Several States have demanded hefty increase in their share in net proceeds of shareable central taxes to 50% from 32 per cent as at present, which is based on the recommendations of previous Finance Commission.
It would be magical if the Finance Commission could formulate a workable mechanism that links any enhancement in the States' share of shareable central taxes with the implementation of tax reforms notably long-pending GST.
Such a mechanism is desired as the previous Finance Commission's recommendation for "Grand Bargain" between the Centre and the States on introduction of GST has not materialized. States also did not feel enthused by FC recommendation to sanction Rs. 50,000-crore grant to the States for implementing grand bargain. This grant is to be used to meet the compensation claims of State Governments for revenue losses on account of implementation of GST between 2010-11 and 2014-15, consistent with the Grand Bargain.
FC might well have to enhance or perhaps double this grant to facilitate an agreement between the Centre and the States on GST.
RBI Study has also appropriately expounded the rationale and benefits of introducing goods and service tax (GST), apart from discussing transfer of plan and non-plan funds from the Centre to States.
Giving an update on progress achieved in striving for an accord on GST, the Study notes: "An early resolution of differences between the centre and the states and among the states themselves will facilitate removing the legislative hurdles for the introduction of GST, with attendant benefits to tax revenue and growth in the medium term."
Some of the important issues which need to be resolved include (i) revenue neutral rate for GST; (ii) compensation from the central government for short-term losses, if any, arising from the shift to the proposed GST tax regime; (iii) rules relating to 'place of supply' in order to bring about clarity as to which state will have jurisdiction over transactions in case of services that are complex; (iv) raising the exemption threshold for the benefit of small businesses and; (v) issues relating to the introduction of an integrated GST (I-GST).
As the Finance Commission enjoys the confidence of both the Centre and the States, it should strive to resolve these issues though this job is not explicitly specified in its terms of reference (TOR).

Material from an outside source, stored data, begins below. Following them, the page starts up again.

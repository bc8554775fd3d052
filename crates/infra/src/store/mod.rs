//! Storage boundary for the stock subsystem.
//!
//! Reads go through one trait per entity. Every write goes through
//! [`StockTransaction::commit`]: a [`StockChange`] is applied all-or-nothing, so a
//! record mutation and its ledger entry can never be observed apart.

mod in_memory;

pub use in_memory::InMemoryStockStore;

use chrono::{DateTime, Duration, Utc};

use tilestock_core::{
    AlertId, BatchId, CartSessionId, ExpectedVersion, MovementId, ProductId, LocationId,
    ReservationId, UserId,
};
use tilestock_inventory::{
    AlertReconciliation, InventoryRecord, MovementStatus,
    NewMovement, RecordKey, ReservationStatus, StockAlert, StockBatch, StockMovement,
    StockReservation, StockThresholds,
};

use crate::error::StoreError;

/// What happens to one record inside a commit.
#[derive(Debug, Clone, PartialEq, Eq)]
pub enum RecordUpdate {
    Quantities {
        delta_on_hand: i64,
        delta_reserved: i64,
    },
    Thresholds(StockThresholds),
}

/// A versioned write against one inventory record.
#[derive(Debug, Clone, PartialEq, Eq)]
pub struct RecordMutation {
    pub key: RecordKey,
    pub expected_version: ExpectedVersion,
    pub update: RecordUpdate,
}

/// Insert (no `expected_status`) or compare-and-swap a reservation.
#[derive(Debug, Clone, PartialEq, Eq)]
pub struct ReservationWrite {
    pub reservation: StockReservation,
    pub expected_status: Option<ReservationStatus>,
}

/// Everything one operation writes, committed atomically.
#[derive(Debug, Clone, Default, PartialEq, Eq)]
pub struct StockChange {
    pub create_records: Vec<InventoryRecord>,
    pub mutations: Vec<RecordMutation>,
    /// Appended with `status=completed` when the commit succeeds.
    pub movements: Vec<NewMovement>,
    /// Pending ledger entries moved to `completed` by this commit.
    pub complete_pending: Vec<MovementId>,
    pub reservation: Option<ReservationWrite>,
    pub new_batches: Vec<StockBatch>,
    pub batch_deltas: Vec<(BatchId, i64)>,
}

impl StockChange {
    pub fn new() -> Self {
        Self::default()
    }

    pub fn create_record(mut self, record: InventoryRecord) -> Self {
        self.create_records.push(record);
        self
    }

    pub fn adjust(
        mut self,
        key: RecordKey,
        expected_version: impl Into<ExpectedVersion>,
        delta_on_hand: i64,
        delta_reserved: i64,
    ) -> Self {
        self.mutations.push(RecordMutation {
            key,
            expected_version: expected_version.into(),
            update: RecordUpdate::Quantities {
                delta_on_hand,
                delta_reserved,
            },
        });
        self
    }

    pub fn thresholds(
        mut self,
        key: RecordKey,
        expected_version: impl Into<ExpectedVersion>,
        thresholds: StockThresholds,
    ) -> Self {
        self.mutations.push(RecordMutation {
            key,
            expected_version: expected_version.into(),
            update: RecordUpdate::Thresholds(thresholds),
        });
        self
    }

    pub fn movement(mut self, movement: NewMovement) -> Self {
        self.movements.push(movement);
        self
    }

    pub fn complete(mut self, pending: MovementId) -> Self {
        self.complete_pending.push(pending);
        self
    }

    pub fn insert_reservation(mut self, reservation: StockReservation) -> Self {
        self.reservation = Some(ReservationWrite {
            reservation,
            expected_status: None,
        });
        self
    }

    pub fn update_reservation(
        mut self,
        reservation: StockReservation,
        expected_status: ReservationStatus,
    ) -> Self {
        self.reservation = Some(ReservationWrite {
            reservation,
            expected_status: Some(expected_status),
        });
        self
    }

    pub fn new_batch(mut self, batch: StockBatch) -> Self {
        self.new_batches.push(batch);
        self
    }

    pub fn batch_delta(mut self, batch_id: BatchId, delta: i64) -> Self {
        self.batch_deltas.push((batch_id, delta));
        self
    }

    pub fn is_empty(&self) -> bool {
        self.create_records.is_empty()
            && self.mutations.is_empty()
            && self.movements.is_empty()
            && self.complete_pending.is_empty()
            && self.reservation.is_none()
            && self.new_batches.is_empty()
            && self.batch_deltas.is_empty()
    }
}

/// State written by a successful commit.
#[derive(Debug, Clone, Default, PartialEq, Eq)]
pub struct Committed {
    /// Final state of every created or mutated record, in key order.
    pub records: Vec<InventoryRecord>,
    /// Appended and completed ledger entries, in commit order.
    pub movements: Vec<StockMovement>,
    pub reservation: Option<StockReservation>,
    /// Created or changed batches.
    pub batches: Vec<StockBatch>,
}

impl Committed {
    pub fn record(&self, key: RecordKey) -> Option<&InventoryRecord> {
        self.records.iter().find(|r| r.key() == key)
    }
}

pub trait StockTransaction: Send + Sync {
    fn commit(&self, change: StockChange) -> Result<Committed, StoreError>;

    /// Quantity-only mutation with no ledger entry. Callers that need an audit
    /// trail build a [`StockChange`] instead.
    fn mutate(
        &self,
        key: RecordKey,
        delta_on_hand: i64,
        delta_reserved: i64,
        expected_version: ExpectedVersion,
    ) -> Result<InventoryRecord, StoreError> {
        let committed = self.commit(StockChange::new().adjust(
            key,
            expected_version,
            delta_on_hand,
            delta_reserved,
        ))?;
        committed
            .record(key)
            .cloned()
            .ok_or_else(|| StoreError::NotFound(format!("inventory record {key}")))
    }
}

pub trait InventoryRecordStore: Send + Sync {
    fn get(&self, key: RecordKey) -> Result<InventoryRecord, StoreError>;

    fn records_for_product(&self, product_id: ProductId)
    -> Result<Vec<InventoryRecord>, StoreError>;
}

pub trait LedgerStore: Send + Sync {
    /// Append a standalone entry that does not touch any record (`pending`,
    /// `cancelled` or `failed`). Completed entries only enter through a commit.
    fn append(
        &self,
        movement: NewMovement,
        status: MovementStatus,
    ) -> Result<StockMovement, StoreError>;

    /// Move a pending entry to `cancelled` or `failed`.
    fn transition(
        &self,
        movement_id: MovementId,
        status: MovementStatus,
    ) -> Result<StockMovement, StoreError>;

    fn movement(&self, movement_id: MovementId) -> Result<StockMovement, StoreError>;

    /// Newest first (`movement_date`, then append order).
    fn history(
        &self,
        product_id: ProductId,
        location_id: Option<LocationId>,
        limit: usize,
    ) -> Result<Vec<StockMovement>, StoreError>;

    /// Completed entries booked against `key`, oldest first.
    fn completed_movements(&self, key: RecordKey) -> Result<Vec<StockMovement>, StoreError>;
}

pub trait ReservationStore: Send + Sync {
    fn reservation(&self, id: ReservationId) -> Result<StockReservation, StoreError>;

    fn reservations_for_session(
        &self,
        session: &CartSessionId,
    ) -> Result<Vec<StockReservation>, StoreError>;

    fn active_for_record(&self, key: RecordKey) -> Result<Vec<StockReservation>, StoreError>;

    /// Active holds whose `expires_at` is before `now`.
    fn expired_active(&self, now: DateTime<Utc>) -> Result<Vec<StockReservation>, StoreError>;
}

pub trait AlertStore: Send + Sync {
    fn active_alerts(&self) -> Result<Vec<StockAlert>, StoreError>;

    fn alerts_for_record(&self, key: RecordKey) -> Result<Vec<StockAlert>, StoreError>;

    fn alert(&self, id: AlertId) -> Result<StockAlert, StoreError>;

    /// Evaluate the record's threshold alerts against its stored state and
    /// reconcile them in the same step, so a late caller can never write back
    /// an older view of the record.
    fn reconcile_record_alerts(&self, key: RecordKey)
    -> Result<AlertReconciliation, StoreError>;

    /// Same for the `expiring` alert of one stored batch.
    fn reconcile_batch_alerts(
        &self,
        batch_id: BatchId,
        now: DateTime<Utc>,
        window: Duration,
    ) -> Result<AlertReconciliation, StoreError>;

    fn acknowledge_alert(&self, id: AlertId, by: Option<UserId>)
    -> Result<StockAlert, StoreError>;
}

pub trait BatchStore: Send + Sync {
    fn batch(&self, id: BatchId) -> Result<StockBatch, StoreError>;

    fn batches_for_record(&self, key: RecordKey) -> Result<Vec<StockBatch>, StoreError>;

    /// Batches carrying an expiry date, depleted ones included.
    fn batches_with_expiry(&self) -> Result<Vec<StockBatch>, StoreError>;
}

/// Everything the services need from a backing store.
pub trait StockStore:
    InventoryRecordStore
    + LedgerStore
    + ReservationStore
    + AlertStore
    + BatchStore
    + StockTransaction
    + core::fmt::Debug
{
}

impl<T> StockStore for T where
    T: InventoryRecordStore
        + LedgerStore
        + ReservationStore
        + AlertStore
        + BatchStore
        + StockTransaction
        + core::fmt::Debug
{
}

TOR requires Finance Commission to factor in its award/recommendations the impact of proposed GST on the finances of Centre and States and the mechanism for compensation in case of any revenue loss.
RBI study shows that the states' own tax revenue-GDP ratio has grown from an average of 5.8 per cent during the high growth phase, i.e., 2004-08 to 6.6 per cent in 2012-13 (revised estimates).
As put by it, "While there could be some revenue loss to the states in the short-term due to reduced manoeuvrability in fixing tax rates, improvement in tax compliance, facilitated by the IT infrastructure to be used for GST implementation, is expected to increase tax buoyancy in the medium term."
The adoption of GST will streamline the country's entire indirect tax system by reducing inter-state differentials in tax rates, subsuming a large number of taxes into an aggregate levy, which, once paid, can be claimed as credit against subsequent tax payments anywhere in the country. GST is also expected to induce many micro and small producers to enroll themselves into the tax system as GST is the key to acquiring competitive edge in the economy.